Ontario Superior Court of Justice
Court File No.: CV-22-23
Date: 2025-01-27
Between
Paula Boutis
Plaintiff/Moving Party
Counsel for the Plaintiff: Saba Amad
and
The Corporation of the County of Norfolk, The Board of Health for Haldimand-Norfolk Health Unit, Kristal Chopp and Jason Burgess
Defendants/Responding Parties
Counsel for the Defendants The Corporation of the County of Norfolk, The Board of Health for Haldimand-Norfolk Health Unit: Casey Dockendorff, Laura Freitag
Counsel for the Defendants Kristal Chopp and Jason Burgess: Clarence L. Bennett, K.C.
Heard: December 19 and 20, 2024
Endorsement on Motion to Amend Plaintiff’s Statement of Claim
Justice M. Valente
Overview
[1] The Plaintiff brings this motion pursuant to Rule 26.01 of the Rules of Civil Procedure, R.R.O. 1990, Reg. 194 (the "Rules") to seek leave to amend her statement of claim. The proposed amendments are significant. They include five alleged new causes of action: (i) breaches of the Human Rights Code, R.S.O. 1990, c. H.19 (the "Code"); (ii) intrusion upon seclusion; (iii) intentional interference with contractual relations; (iv) negligent infliction of mental suffering; and (v) defamation. In addition, the amendments both delete allegations from the most current version of the issued pleading and advance new allegations.
[2] Briefly, the Plaintiff’s submission is that leave ought to be granted to amend the statement of claim because each of the new proposed legal theories of liability is based on the same facts that support the currently advanced causes of action, and therefore, are not barred by the Limitations Act, 2002, S.O. 2002, c. 24, Sched. B (the "Limitations Act"). Otherwise, the Plaintiff’s position is the proposed amendments allege material facts, provide particulars, and comply with the Rules.
[3] On the other hand, the Defendants jointly submit that the new causes of action are barred by limitation periods and the new allegations violate the rules of pleading. These violations include the pleading of immaterial facts, similar fact evidence, opinion evidence and previously abandoned or withdrawn allegations. For these reasons the Defendants oppose the Plaintiff’s motion for leave to amend her statement of claim.

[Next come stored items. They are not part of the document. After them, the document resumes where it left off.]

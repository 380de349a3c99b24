// Prompt text for the project idea generator.

pub const PROJECT_SYSTEM: &str =
    "You are a helpful science teacher assisting students with science fair projects.";

/// Replace: {interests}, {grade_level}, {field_of_study}, {resources}
pub const PROJECT_PROMPT_TEMPLATE: &str = r#"Generate a detailed science fair project idea based on the following criteria:
  - Interest Area: {interests}
  - Grade Level: {grade_level}
  - Field of Study: {field_of_study}
  - Available Resources: {resources}

  Please provide a response in the following format:
  {
    "title": "Project title",
    "description": "Brief project description",
    "hypothesis": "The hypothesis to test",
    "materials": ["List of required materials"],
    "procedure": ["Step-by-step procedure"],
    "expectedOutcome": "What to expect",
    "difficulty": "Beginner/Intermediate/Advanced",
    "timeRequired": "Estimated time to complete",
    "safetyNotes": "Any safety considerations"
  }"#;
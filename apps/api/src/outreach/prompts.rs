// Prompt text for mentor outreach emails.

/// Placeholder for any mentor or student field the caller did not supply.
pub const NOT_SPECIFIED: &str = "Not specified";

/// Salutation used when the mentor's name is unknown.
pub const DEFAULT_MENTOR_NAME: &str = "Professor";

/// Context block sent to the email assistant.
/// Replace: {name}, {institution}, {expertise}, {summary}, {lab}, {goals}, {resume_line}
pub const EMAIL_CONTEXT_TEMPLATE: &str = "Context for Email Generation:

Mentor Details:
- Name: {name}
- Institution: {institution}
- Research Expertise: {expertise}
- Research Summary: {summary}
- Lab Name: {lab}

Student Details:
- Outreach Goals: {goals}
{resume_line}

Task: Generate a personalized, professional research mentorship request email.";

/// Static letter used when no assistant is involved.
/// Replace: {name}, {expertise_list}, {institution}, {department}, {goals}, {primary_expertise}
pub const EMAIL_LETTER_TEMPLATE: &str = "Dear {name},

I hope this email finds you well. My name is [Your Name], and I am a high school student interested in conducting research in {expertise_list} at {institution}. I found your profile while researching faculty members in the {department}.

{goals}

I was particularly intrigued by your research in {primary_expertise}. I would greatly appreciate the opportunity to learn more about your work and potentially discuss mentorship opportunities.

Thank you for your time.

Best regards,
[Your Name]";
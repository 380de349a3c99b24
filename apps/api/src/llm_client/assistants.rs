//! Assistants API: threads, messages and runs.
//!
//! Every call carries the `OpenAI-Beta: assistants=v2` header.

use reqwest::{Method, RequestBuilder};
use serde::{Deserialize, Serialize};
use serde_json::json;

use super::{LlmClient, LlmError};

const ASSISTANTS_BETA: &str = "assistants=v2";

#[derive(Debug, Clone, Deserialize)]
pub struct Thread {
    pub id: String,
}

/// Upstream run status. Unrecognised values deserialize as `Unknown`.
#[derive(Debug, Clone, Copy, PartialEq, Eq, Serialize, Deserialize)]
#[serde(rename_all = "snake_case")]
pub enum RunStatus {
    Queued,
    InProgress,
    RequiresAction,
    Cancelling,
    Cancelled,
    Failed,
    Completed,
    Incomplete,
    Expired,
    #[serde(other)]
    Unknown,
}

#[derive(Debug, Clone, Deserialize)]
pub struct RunError {
    #[serde(default)]
    pub code: Option<String>,
    pub message: String,
}

#[derive(Debug, Clone, Deserialize)]
pub struct Run {
    pub id: String,
    pub status: RunStatus,
    #[serde(default)]
    pub last_error: Option<RunError>,
}

/// Body of `GET /threads/{id}/messages`. Newest message first.
#[derive(Debug, Clone, Deserialize)]
pub struct MessageList {
    pub data: Vec<ThreadMessage>,
}

#[derive(Debug, Clone, Deserialize)]
pub struct ThreadMessage {
    pub role: String,
    #[serde(default)]
    pub content: Vec<MessageContent>,
}

#[derive(Debug, Clone, Deserialize)]
#[serde(tag = "type", rename_all = "snake_case")]
pub enum MessageContent {
    Text { text: TextContent },
    #[serde(other)]
    Other,
}

#[derive(Debug, Clone, Deserialize)]
pub struct TextContent {
    pub value: String,
}

impl LlmClient {
    fn assistants_request(&self, method: Method, path: &str) -> RequestBuilder {
        self.request(method, path)
            .header("OpenAI-Beta", ASSISTANTS_BETA)
    }

    pub async fn create_thread(&self) -> Result<Thread, LlmError> {
        self.send_json(self.assistants_request(Method::POST, "threads").json(&json!({})))
            .await
    }

    pub async fn post_message(&self, thread_id: &str, content: &str) -> Result<(), LlmError> {
        let request = self
            .assistants_request(Method::POST, &format!("threads/{thread_id}/messages"))
            .json(&json!({ "role": "user", "content": content }));
        self.send(request).await?;
        Ok(())
    }

    pub async fn create_run(&self, thread_id: &str, assistant_id: &str) -> Result<Run, LlmError> {
        let request = self
            .assistants_request(Method::POST, &format!("threads/{thread_id}/runs"))
            .json(&json!({ "assistant_id": assistant_id }));
        self.send_json(request).await
    }

    pub async fn retrieve_run(&self, thread_id: &str, run_id: &str) -> Result<Run, LlmError> {
        let request =
            self.assistants_request(Method::GET, &format!("threads/{thread_id}/runs/{run_id}"));
        self.send_json(request).await
    }

    /// Returns the raw message-list body so callers can decide how strictly
    /// to interpret it.
    pub async fn list_messages_raw(&self, thread_id: &str) -> Result<String, LlmError> {
        let request =
            self.assistants_request(Method::GET, &format!("threads/{thread_id}/messages"));
        Ok(self.send(request).await?.text().await?)
    }

    pub async fn delete_thread(&self, thread_id: &str) -> Result<(), LlmError> {
        let request = self.assistants_request(Method::DELETE, &format!("threads/{thread_id}"));
        self.send(request).await?;
        Ok(())
    }
}
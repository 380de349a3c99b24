mod config;
mod errors;
mod jobs;
mod llm_client;
mod mentors;
mod outreach;
mod parsing;
mod projects;
mod routes;
mod state;
mod uploads;

#[cfg(test)]
mod test_support;

use anyhow::Result;
use std::net::SocketAddr;
use std::sync::Arc;
use tower_http::{cors::CorsLayer, trace::TraceLayer};
use tracing::{info, warn};
use tracing_subscriber::{layer::SubscriberExt, util::SubscriberInitExt, EnvFilter};

use crate::config::Config;
use crate::llm_client::build_http_client;
use crate::mentors::fixtures::FixtureMentorDirectory;
use crate::mentors::search::{AssistantMentorDirectory, MentorDirectory};
use crate::routes::build_router;
use crate::state::AppState;

#[tokio::main]
async fn main() -> Result<()> {
    // Load configuration first (fails on malformed values; credentials are checked per request)
    let config = Config::from_env()?;

    // Initialize structured logging
    tracing_subscriber::registry()
        .with(EnvFilter::try_from_default_env().unwrap_or_else(|_| {
            EnvFilter::new(format!("{}={}", env!("CARGO_PKG_NAME"), &config.rust_log))
        }))
        .with(tracing_subscriber::fmt::layer())
        .init();

    info!("Starting STEMLink API v{}", env!("CARGO_PKG_VERSION"));

    let http = build_http_client()?;
    info!("Upstream LLM API: {}", config.openai_base_url);

    let mentors: Arc<dyn MentorDirectory> = if config.use_mentor_fixtures {
        Arc::new(FixtureMentorDirectory::new())
    } else {
        Arc::new(AssistantMentorDirectory::new(http.clone(), &config))
    };
    info!("Mentor directory: {}", mentors.backend_name());

    if config.mentor_assistant.require().is_err() && !config.use_mentor_fixtures {
        warn!("Mentor assistant is not configured; searches will return no results");
    }
    if config.email_assistant.require().is_err() {
        warn!("Email assistant is not configured; email drafting will fail");
    }

    // Build app state
    let state = AppState {
        http,
        config: config.clone(),
        mentors,
    };

    // Build router
    let app = build_router(state)
        .layer(TraceLayer::new_for_http())
        .layer(CorsLayer::permissive()); // TODO: restrict origins once the UI host is fixed

    let addr: SocketAddr = format!("0.0.0.0:{}", config.port).parse()?;
    info!("Listening on {addr}");

    let listener = tokio::net::TcpListener::bind(addr).await?;
    axum::serve(listener, app).await?;

    Ok(())
}
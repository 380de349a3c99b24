use axum::{
    http::StatusCode,
    response::{IntoResponse, Response},
    Json,
};
use serde_json::json;
use thiserror::Error;

use crate::outreach::email::EmailError;
use crate::projects::generator::ProjectError;
use crate::uploads::UploadError;

/// Application-level error type.
/// Implements `IntoResponse` so Axum handlers can return `Result<T, AppError>`.
#[derive(Debug, Error)]
pub enum AppError {
    #[error("Validation error: {0}")]
    Validation(String),

    #[error("Failed to generate email: {0}")]
    Email(#[from] EmailError),

    #[error("Failed to generate project idea: {0}")]
    Project(#[from] ProjectError),

    #[error("Failed to process upload: {0}")]
    Upload(#[from] UploadError),

    #[error("Internal server error: {0}")]
    Internal(#[from] anyhow::Error),
}

/// Status and wire code for an upstream failure, keyed by error kind.
fn upstream_status(kind: &str) -> (StatusCode, &'static str) {
    match kind {
        "config_missing" => (StatusCode::SERVICE_UNAVAILABLE, "CONFIG_MISSING"),
        "timeout" => (StatusCode::GATEWAY_TIMEOUT, "UPSTREAM_TIMEOUT"),
        "cancelled" => (StatusCode::SERVICE_UNAVAILABLE, "CANCELLED"),
        "no_response" | "invalid_format" | "empty" | "malformed_json" => {
            (StatusCode::BAD_GATEWAY, "INVALID_UPSTREAM_RESPONSE")
        }
        _ => (StatusCode::BAD_GATEWAY, "UPSTREAM_ERROR"),
    }
}

impl AppError {
    pub fn status_and_code(&self) -> (StatusCode, &'static str) {
        match self {
            AppError::Validation(_) => (StatusCode::BAD_REQUEST, "VALIDATION_ERROR"),
            AppError::Email(e) => upstream_status(e.kind()),
            AppError::Project(e) => upstream_status(e.kind()),
            AppError::Upload(_) => (StatusCode::UNPROCESSABLE_ENTITY, "UNPROCESSABLE_ENTITY"),
            AppError::Internal(_) => (StatusCode::INTERNAL_SERVER_ERROR, "INTERNAL_ERROR"),
        }
    }
}

impl IntoResponse for AppError {
    fn into_response(self) -> Response {
        let (status, code) = self.status_and_code();

        let message = match &self {
            AppError::Internal(e) => {
                tracing::error!("Internal error: {e:?}");
                "An internal server error occurred".to_string()
            }
            AppError::Email(e) => {
                tracing::error!(kind = e.kind(), "Email generation failed: {e}");
                self.to_string()
            }
            AppError::Project(e) => {
                tracing::error!(kind = e.kind(), "Project generation failed: {e}");
                self.to_string()
            }
            AppError::Upload(e) => {
                tracing::warn!(kind = e.kind(), "Upload rejected: {e}");
                self.to_string()
            }
            _ => self.to_string(),
        };

        let body = Json(json!({
            "error": {
                "code": code,
                "message": message
            }
        }));

        (status, body).into_response()
    }
}
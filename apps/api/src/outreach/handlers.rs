use axum::{extract::State, Json};
use chrono::{DateTime, Utc};
use serde::{Deserialize, Serialize};

use crate::errors::AppError;
use crate::jobs::run_detached;
use crate::mentors::models::MentorRecord;
use crate::outreach::email::{generate_email, EmailRequest};
use crate::outreach::template::render_letter;
use crate::state::AppState;

#[derive(Debug, Serialize)]
#[serde(rename_all = "camelCase")]
pub struct EmailResponse {
    pub email: String,
    pub generated_at: DateTime<Utc>,
}

#[derive(Debug, Deserialize)]
#[serde(rename_all = "camelCase")]
pub struct TemplateRequest {
    pub mentor: MentorRecord,
    #[serde(default)]
    pub student_goals: String,
}

#[derive(Debug, Serialize)]
pub struct TemplateResponse {
    pub email: String,
}

/// POST /api/v1/outreach/email
pub async fn handle_generate_email(
    State(state): State<AppState>,
    Json(req): Json<EmailRequest>,
) -> Result<Json<EmailResponse>, AppError> {
    let email = run_detached(move |cancel| async move {
        generate_email(&state.http, &state.config, &req, &cancel).await
    })
    .await
    .map_err(anyhow::Error::from)??;
    Ok(Json(EmailResponse {
        email,
        generated_at: Utc::now(),
    }))
}

/// POST /api/v1/outreach/template
pub async fn handle_template(Json(req): Json<TemplateRequest>) -> Json<TemplateResponse> {
    Json(TemplateResponse {
        email: render_letter(&req.mentor, &req.student_goals),
    })
}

Factual Background and Procedural History
[4] The Plaintiff was formerly employed as the county solicitor for the Defendant, the Corporation of the County of Norfolk (the "County"). The Plaintiff commenced her employment on September 3, 2019 and was terminated on a without cause basis on November 17, 2021. The County is a single-tier municipal corporation located in southern Ontario with a population of approximately 63,000 residents.
[5] The Defendant, the Board of Health for Haldimand-Norfolk Health Unit (the "BOH") acts as the board of health for both Haldimand and Norfolk Counties.
[6] The Defendant, Kristal Chopp ("Chopp"), is the former mayor of the County. The Defendant, Jason Burgess ("Burgess") is the former chief administrative officer of the County.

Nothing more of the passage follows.